Dataset entries
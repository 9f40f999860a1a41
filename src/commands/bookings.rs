//! Booking workflow CLI commands.

use chrono::NaiveDate;
use clap::{Args, Subcommand, ValueEnum};
use serde::Serialize;
use tabled::Tabled;

use autoguide_client::api::bookings::{self, BookingStatus, CreateBookingRequest};
use autoguide_client::router::RouteName;
use autoguide_core::error::AppError;

use crate::output::{self, OutputFormat};

use super::AppContext;

/// Arguments for booking commands
#[derive(Debug, Args)]
pub struct BookingsArgs {
    /// Booking subcommand
    #[command(subcommand)]
    pub command: BookingCommand,
}

/// Status filter for listings
#[derive(Debug, Clone, Copy, ValueEnum)]
pub enum StatusFilter {
    Created,
    Confirmed,
    Cancelled,
}

impl From<StatusFilter> for BookingStatus {
    fn from(filter: StatusFilter) -> Self {
        match filter {
            StatusFilter::Created => Self::Created,
            StatusFilter::Confirmed => Self::Confirmed,
            StatusFilter::Cancelled => Self::Cancelled,
        }
    }
}

/// Booking subcommands
#[derive(Debug, Subcommand)]
pub enum BookingCommand {
    /// List bookings
    List {
        /// Only show bookings with this status
        #[arg(long, value_enum)]
        status: Option<StatusFilter>,
        /// Only show bookings created by the current user
        #[arg(long)]
        mine: bool,
    },
    /// Show one booking with its recommendations
    Show {
        /// Booking ID
        id: String,
    },
    /// Create a booking
    Create {
        /// Guest ID
        guest: String,
        /// Room ID
        room: String,
        /// Check-in date (YYYY-MM-DD)
        check_in: NaiveDate,
        /// Check-out date (YYYY-MM-DD)
        check_out: NaiveDate,
    },
    /// Confirm a booking
    Confirm {
        /// Booking ID
        id: String,
    },
    /// Cancel a booking
    Cancel {
        /// Booking ID
        id: String,
    },
}

/// Booking display row
#[derive(Debug, Serialize, Tabled)]
struct BookingRow {
    /// ID
    id: String,
    /// Guest
    guest: String,
    /// Room
    room: String,
    /// Check-in
    check_in: String,
    /// Check-out
    check_out: String,
    /// Status
    status: String,
}

fn row(b: &bookings::Booking) -> BookingRow {
    BookingRow {
        id: b.id.chars().take(8).collect(),
        guest: b.guest_full_name.clone(),
        room: b.room_number.clone(),
        check_in: b.check_in_date.to_string(),
        check_out: b.check_out_date.to_string(),
        status: b.status.as_str().to_string(),
    }
}

/// Execute booking commands
pub async fn execute(
    args: &BookingsArgs,
    ctx: &AppContext,
    format: OutputFormat,
) -> Result<(), AppError> {
    if !ctx.enter_route(RouteName::Bookings) {
        return Ok(());
    }

    match &args.command {
        BookingCommand::List { status, mine } => {
            let status = status.map(BookingStatus::from);
            let items = if *mine {
                bookings::fetch_my_bookings(&ctx.pipeline, status).await?
            } else {
                bookings::fetch_bookings(&ctx.pipeline, status).await?
            };
            let rows: Vec<BookingRow> = items.iter().map(row).collect();
            output::print_list(&rows, format);
        }
        BookingCommand::Show { id } => {
            let booking = bookings::fetch_booking_by_id(&ctx.pipeline, id).await?;
            output::print_list(&[row(&booking)], format);

            let recommendations =
                bookings::fetch_booking_recommendations(&ctx.pipeline, &booking.id).await?;
            for rec in &recommendations {
                println!("  • {} ({:.0}%)", rec.suggestion, rec.confidence * 100.0);
            }
        }
        BookingCommand::Create {
            guest,
            room,
            check_in,
            check_out,
        } => {
            let booking = bookings::create_booking(
                &ctx.pipeline,
                &CreateBookingRequest {
                    guest_id: guest.clone(),
                    room_id: room.clone(),
                    check_in_date: *check_in,
                    check_out_date: *check_out,
                },
            )
            .await?;
            output::print_success(&format!("Created booking {}", booking.id));
        }
        BookingCommand::Confirm { id } => {
            let booking =
                bookings::update_booking_status(&ctx.pipeline, id, BookingStatus::Confirmed)
                    .await?;
            output::print_success(&format!("Booking {} confirmed", booking.id));
        }
        BookingCommand::Cancel { id } => {
            let booking =
                bookings::update_booking_status(&ctx.pipeline, id, BookingStatus::Cancelled)
                    .await?;
            output::print_success(&format!("Booking {} cancelled", booking.id));
        }
    }
    Ok(())
}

▶ YOUR TASK
Reproduce all of the entries above verbatim.

▶ WRITTEN RESPONSE
repository 9f40f999860a1a41
filename src/commands/bookings.rs
//! Booking workflow CLI commands.

use chrono::NaiveDate;
use clap::{Args, Subcommand, ValueEnum};
use serde::Serialize;
use tabled::Tabled;

use autoguide_client::api::bookings::{self, BookingStatus, CreateBookingRequest};
use autoguide_client::router::RouteName;
use autoguide_core::error::AppError;

use crate::output::{self, OutputFormat};

use super::AppContext;

/// Arguments for booking commands
#[derive(Debug, Args)]
pub struct BookingsArgs {
    /// Booking subcommand
    #[command(subcommand)]
    pub command: BookingCommand,
}

/// Status filter for listings
#[derive(Debug, Clone, Copy, ValueEnum)]
pub enum StatusFilter {
    Created,
    Confirmed,
    Cancelled,
}

impl From<StatusFilter> for BookingStatus {
    fn from(filter: StatusFilter) -> Self {
        match filter {
            StatusFilter::Created => Self::Created,
            StatusFilter::Confirmed => Self::Confirmed,
            StatusFilter::Cancelled => Self::Cancelled,
        }
    }
}

/// Booking subcommands
#[derive(Debug, Subcommand)]
pub enum BookingCommand {
    /// List bookings
    List {
        /// Only show bookings with this status
        #[arg(long, value_enum)]
        status: Option<StatusFilter>,
        /// Only show bookings created by the current user
        #[arg(long)]
        mine: bool,
    },
    /// Show one booking with its recommendations
    Show {
        /// Booking ID
        id: String,
    },
    /// Create a booking
    Create {
        /// Guest ID
        guest: String,
        /// Room ID
        room: String,
        /// Check-in date (YYYY-MM-DD)
        check_in: NaiveDate,
        /// Check-out date (YYYY-MM-DD)
        check_out: NaiveDate,
    },
    /// Confirm a booking
    Confirm {
        /// Booking ID
        id: String,
    },
    /// Cancel a booking
    Cancel {
        /// Booking ID
        id: String,
    },
}

/// Booking display row
#[derive(Debug, Serialize, Tabled)]
struct BookingRow {
    /// ID
    id: String,
    /// Guest
    guest: String,
    /// Room
    room: String,
    /// Check-in
    check_in: String,
    /// Check-out
    check_out: String,
    /// Status
    status: String,
}

fn row(b: &bookings::Booking) -> BookingRow {
    BookingRow {
        id: b.id.chars().take(8).collect(),
        guest: b.guest_full_name.clone(),
        room: b.room_number.clone(),
        check_in: b.check_in_date.to_string(),
        check_out: b.check_out_date.to_string(),
        status: b.status.as_str().to_string(),
    }
}

/// Execute booking commands
pub async fn execute(
    args: &BookingsArgs,
    ctx: &AppContext,
    format: OutputFormat,
) -> Result<(), AppError> {
    if !ctx.enter_route(RouteName::Bookings) {
        return Ok(());
    }

    match &args.command {
        BookingCommand::List { status, mine } => {
            let status = status.map(BookingStatus::from);
            let items = if *mine {
                bookings::fetch_my_bookings(&ctx.pipeline, status).await?
            } else {
                bookings::fetch_bookings(&ctx.pipeline, status).await?
            };
            let rows: Vec<BookingRow> = items.iter().map(row).collect();
            output::print_list(&rows, format);
        }
        BookingCommand::Show { id } => {
            let booking = bookings::fetch_booking_by_id(&ctx.pipeline, id).await?;
            output::print_list(&[row(&booking)], format);

            let recommendations =
                bookings::fetch_booking_recommendations(&ctx.pipeline, &booking.id).await?;
            for rec in &recommendations {
                println!("  • {} ({:.0}%)", rec.suggestion, rec.confidence * 100.0);
            }
        }
        BookingCommand::Create {
            guest,
            room,
            check_in,
            check_out,
        } => {
            let booking = bookings::create_booking(
                &ctx.pipeline,
                &CreateBookingRequest {
                    guest_id: guest.clone(),
                    room_id: room.clone(),
                    check_in_date: *check_in,
                    check_out_date: *check_out,
                },
            )
            .await?;
            output::print_success(&format!("Created booking {}", booking.id));
        }
        BookingCommand::Confirm { id } => {
            let booking =
                bookings::update_booking_status(&ctx.pipeline, id, BookingStatus::Confirmed)
                    .await?;
            output::print_success(&format!("Booking {} confirmed", booking.id));
        }
        BookingCommand::Cancel { id } => {
            let booking =
                bookings::update_booking_status(&ctx.pipeline, id, BookingStatus::Cancelled)
                    .await?;
            output::print_success(&format!("Booking {} cancelled", booking.id));
        }
    }
    Ok(())
}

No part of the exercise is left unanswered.